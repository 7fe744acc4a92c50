//! Graph construction: direct edges, identity edges, pivot closure.

use std::sync::Arc;
use hashbrown::HashMap;
use tracing::{debug, warn};

use crate::model::LanguageRef;
use crate::translation::{CompositeTranslation, IdentityTranslation, TranslationRef};
use super::{Language, TranslationGraph};

/// Accumulates languages and edges, then closes the graph under
/// composition.
#[derive(Default)]
pub struct GraphBuilder {
    languages: Vec<Language>,
    /// code → position in `languages`
    index: HashMap<String, usize>,
}

impl GraphBuilder {
    pub fn new() -> Self {
        Self::default()
    }

    /// Position of the node for `lang`, creating it on first sight. The
    /// first name seen for a code is kept.
    fn node(&mut self, lang: &LanguageRef) -> usize {
        if let Some(&i) = self.index.get(lang.code.as_str()) {
            return i;
        }
        let i = self.languages.len();
        self.languages.push(Language::new(lang));
        self.index.insert(lang.code.clone(), i);
        i
    }

    fn register(&mut self, from: usize, to: usize, edge: TranslationRef) {
        self.languages[from].translations_from.push(edge.clone());
        self.languages[to].translations_to.push(edge);
    }

    /// Add a discovered edge. Malformed entries (empty code, self-loop,
    /// second edge for the same pair) are skipped and reported as `false`.
    pub fn add_translation(&mut self, edge: TranslationRef) -> bool {
        let (from, to) = (edge.from_lang().clone(), edge.to_lang().clone());
        if from.code.is_empty() || to.code.is_empty() {
            warn!(%edge, "skipping translation with empty language code");
            return false;
        }
        if from == to {
            warn!(%edge, "skipping self translation, identity covers it");
            return false;
        }
        let from = self.node(&from);
        let to = self.node(&to);
        if self.languages[from].translation_to(&self.languages[to].code).is_some() {
            warn!(%edge, "skipping duplicate translation");
            return false;
        }
        self.register(from, to, edge);
        true
    }

    pub fn add_translations(&mut self, edges: impl IntoIterator<Item = TranslationRef>) -> usize {
        edges.into_iter().filter(|e| self.add_translation(e.clone())).count()
    }

    /// Register a language with no edges yet.
    pub fn add_language(&mut self, lang: &LanguageRef) {
        self.node(lang);
    }

    /// Give every language an edge to itself.
    pub fn add_identity_translations(&mut self) {
        for i in 0..self.languages.len() {
            if self.languages[i].translation_to(&self.languages[i].code).is_some() {
                continue;
            }
            let identity: TranslationRef =
                Arc::new(IdentityTranslation::new(self.languages[i].language_ref()));
            self.register(i, i, identity);
        }
    }

    /// Synthesize composite edges until no language can reach a new
    /// destination. Returns the number of edges added.
    ///
    /// Per language, outbound edges are scanned in insertion order (edges
    /// added during the scan are visited too) and the scan repeats until a
    /// pass adds nothing. The first chain found for a destination is kept,
    /// so chains are not necessarily the shortest, and existing edges are
    /// never replaced.
    pub fn close(&mut self) -> usize {
        let mut total = 0;
        for l in 0..self.languages.len() {
            loop {
                let mut added = 0;
                let mut k = 0;
                while k < self.languages[l].translations_from.len() {
                    let first = self.languages[l].translations_from[k].clone();
                    k += 1;
                    let Some(&pivot) = self.index.get(first.to_lang().code.as_str()) else {
                        continue;
                    };
                    let onward = self.languages[pivot].translations_from.clone();
                    for second in onward {
                        let Some(&dest) = self.index.get(second.to_lang().code.as_str()) else {
                            continue;
                        };
                        if self.languages[l].translation_to(&self.languages[dest].code).is_some() {
                            continue;
                        }
                        let composite: TranslationRef =
                            Arc::new(CompositeTranslation::chain(first.clone(), second));
                        debug!(%composite, pivot = %first.to_lang().code, "synthesized translation");
                        self.register(l, dest, composite);
                        added += 1;
                    }
                }
                debug!(lang = %self.languages[l].code, added, "closure pass");
                if added == 0 {
                    break;
                }
                total += added;
            }
        }
        total
    }

    /// Number of edges currently registered.
    pub fn edge_count(&self) -> usize {
        self.languages.iter().map(|l| l.translations_from.len()).sum()
    }

    /// Add identity edges, close the graph and freeze it.
    #[tracing::instrument(skip_all)]
    pub fn build(mut self) -> TranslationGraph {
        self.add_identity_translations();
        let synthesized = self.close();
        debug!(synthesized, edges = self.edge_count(), "translation graph closed");
        TranslationGraph::new(self.languages)
    }
}

#[cfg(test)]
mod tests {
    use super::*;
    use crate::model::{Hypotheses, Hypothesis};
    use crate::translation::{Translation, TranslationKind};

    struct Direct(LanguageRef, LanguageRef);

    impl Translation for Direct {
        fn from_lang(&self) -> &LanguageRef { &self.0 }
        fn to_lang(&self) -> &LanguageRef { &self.1 }
        fn kind(&self) -> TranslationKind { TranslationKind::Package }

        fn generate(&self, input: &str, n: usize) -> crate::Result<Hypotheses> {
            Ok(Hypothesis::repeated(format!("{input}/{}", self.1.code), -1.0, n))
        }
    }

    fn edge(from: &str, to: &str) -> TranslationRef {
        Arc::new(Direct(LanguageRef::new(from, from), LanguageRef::new(to, to)))
    }

    #[test]
    fn test_chain_of_three() {
        let mut builder = GraphBuilder::new();
        builder.add_translation(edge("a", "b"));
        builder.add_translation(edge("b", "c"));
        builder.add_translation(edge("c", "d"));
        builder.add_identity_translations();
        // a→c, a→d, b→d
        assert_eq!(builder.close(), 3);
        assert_eq!(builder.close(), 0);
    }

    #[test]
    fn test_rejects_malformed_edges() {
        let mut builder = GraphBuilder::new();
        assert!(builder.add_translation(edge("a", "b")));
        assert!(!builder.add_translation(edge("a", "b")));
        assert!(!builder.add_translation(edge("a", "a")));
        assert!(!builder.add_translation(edge("a", "")));
        assert_eq!(builder.edge_count(), 1);
    }

    #[test]
    fn test_identity_added_once() {
        let mut builder = GraphBuilder::new();
        builder.add_language(&LanguageRef::new("en", "English"));
        builder.add_identity_translations();
        builder.add_identity_translations();
        assert_eq!(builder.edge_count(), 1);
    }
}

* [Task instructions]:
When you transcribe the listing, make each line match the original exactly.

* [Answer to the exercise]:
repository 7fe744acc4a92c50
//! Graph construction: direct edges, identity edges, pivot closure.

use std::sync::Arc;
use hashbrown::HashMap;
use tracing::{debug, warn};

use crate::model::LanguageRef;
use crate::translation::{CompositeTranslation, IdentityTranslation, TranslationRef};
use super::{Language, TranslationGraph};

/// Accumulates languages and edges, then closes the graph under
/// composition.
#[derive(Default)]
pub struct GraphBuilder {
    languages: Vec<Language>,
    /// code → position in `languages`
    index: HashMap<String, usize>,
}

impl GraphBuilder {
    pub fn new() -> Self {
        Self::default()
    }

    /// Position of the node for `lang`, creating it on first sight. The
    /// first name seen for a code is kept.
    fn node(&mut self, lang: &LanguageRef) -> usize {
        if let Some(&i) = self.index.get(lang.code.as_str()) {
            return i;
        }
        let i = self.languages.len();
        self.languages.push(Language::new(lang));
        self.index.insert(lang.code.clone(), i);
        i
    }

    fn register(&mut self, from: usize, to: usize, edge: TranslationRef) {
        self.languages[from].translations_from.push(edge.clone());
        self.languages[to].translations_to.push(edge);
    }

    /// Add a discovered edge. Malformed entries (empty code, self-loop,
    /// second edge for the same pair) are skipped and reported as `false`.
    pub fn add_translation(&mut self, edge: TranslationRef) -> bool {
        let (from, to) = (edge.from_lang().clone(), edge.to_lang().clone());
        if from.code.is_empty() || to.code.is_empty() {
            warn!(%edge, "skipping translation with empty language code");
            return false;
        }
        if from == to {
            warn!(%edge, "skipping self translation, identity covers it");
            return false;
        }
        let from = self.node(&from);
        let to = self.node(&to);
        if self.languages[from].translation_to(&self.languages[to].code).is_some() {
            warn!(%edge, "skipping duplicate translation");
            return false;
        }
        self.register(from, to, edge);
        true
    }

    pub fn add_translations(&mut self, edges: impl IntoIterator<Item = TranslationRef>) -> usize {
        edges.into_iter().filter(|e| self.add_translation(e.clone())).count()
    }

    /// Register a language with no edges yet.
    pub fn add_language(&mut self, lang: &LanguageRef) {
        self.node(lang);
    }

    /// Give every language an edge to itself.
    pub fn add_identity_translations(&mut self) {
        for i in 0..self.languages.len() {
            if self.languages[i].translation_to(&self.languages[i].code).is_some() {
                continue;
            }
            let identity: TranslationRef =
                Arc::new(IdentityTranslation::new(self.languages[i].language_ref()));
            self.register(i, i, identity);
        }
    }

    /// Synthesize composite edges until no language can reach a new
    /// destination. Returns the number of edges added.
    ///
    /// Per language, outbound edges are scanned in insertion order (edges
    /// added during the scan are visited too) and the scan repeats until a
    /// pass adds nothing. The first chain found for a destination is kept,
    /// so chains are not necessarily the shortest, and existing edges are
    /// never replaced.
    pub fn close(&mut self) -> usize {
        let mut total = 0;
        for l in 0..self.languages.len() {
            loop {
                let mut added = 0;
                let mut k = 0;
                while k < self.languages[l].translations_from.len() {
                    let first = self.languages[l].translations_from[k].clone();
                    k += 1;
                    let Some(&pivot) = self.index.get(first.to_lang().code.as_str()) else {
                        continue;
                    };
                    let onward = self.languages[pivot].translations_from.clone();
                    for second in onward {
                        let Some(&dest) = self.index.get(second.to_lang().code.as_str()) else {
                            continue;
                        };
                        if self.languages[l].translation_to(&self.languages[dest].code).is_some() {
                            continue;
                        }
                        let composite: TranslationRef =
                            Arc::new(CompositeTranslation::chain(first.clone(), second));
                        debug!(%composite, pivot = %first.to_lang().code, "synthesized translation");
                        self.register(l, dest, composite);
                        added += 1;
                    }
                }
                debug!(lang = %self.languages[l].code, added, "closure pass");
                if added == 0 {
                    break;
                }
                total += added;
            }
        }
        total
    }

    /// Number of edges currently registered.
    pub fn edge_count(&self) -> usize {
        self.languages.iter().map(|l| l.translations_from.len()).sum()
    }

    /// Add identity edges, close the graph and freeze it.
    #[tracing::instrument(skip_all)]
    pub fn build(mut self) -> TranslationGraph {
        self.add_identity_translations();
        let synthesized = self.close();
        debug!(synthesized, edges = self.edge_count(), "translation graph closed");
        TranslationGraph::new(self.languages)
    }
}

#[cfg(test)]
mod tests {
    use super::*;
    use crate::model::{Hypotheses, Hypothesis};
    use crate::translation::{Translation, TranslationKind};

    struct Direct(LanguageRef, LanguageRef);

    impl Translation for Direct {
        fn from_lang(&self) -> &LanguageRef { &self.0 }
        fn to_lang(&self) -> &LanguageRef { &self.1 }
        fn kind(&self) -> TranslationKind { TranslationKind::Package }

        fn generate(&self, input: &str, n: usize) -> crate::Result<Hypotheses> {
            Ok(Hypothesis::repeated(format!("{input}/{}", self.1.code), -1.0, n))
        }
    }

    fn edge(from: &str, to: &str) -> TranslationRef {
        Arc::new(Direct(LanguageRef::new(from, from), LanguageRef::new(to, to)))
    }

    #[test]
    fn test_chain_of_three() {
        let mut builder = GraphBuilder::new();
        builder.add_translation(edge("a", "b"));
        builder.add_translation(edge("b", "c"));
        builder.add_translation(edge("c", "d"));
        builder.add_identity_translations();
        // a→c, a→d, b→d
        assert_eq!(builder.close(), 3);
        assert_eq!(builder.close(), 0);
    }

    #[test]
    fn test_rejects_malformed_edges() {
        let mut builder = GraphBuilder::new();
        assert!(builder.add_translation(edge("a", "b")));
        assert!(!builder.add_translation(edge("a", "b")));
        assert!(!builder.add_translation(edge("a", "a")));
        assert!(!builder.add_translation(edge("a", "")));
        assert_eq!(builder.edge_count(), 1);
    }

    #[test]
    fn test_identity_added_once() {
        let mut builder = GraphBuilder::new();
        builder.add_language(&LanguageRef::new("en", "English"));
        builder.add_identity_translations();
        builder.add_identity_translations();
        assert_eq!(builder.edge_count(), 1);
    }
}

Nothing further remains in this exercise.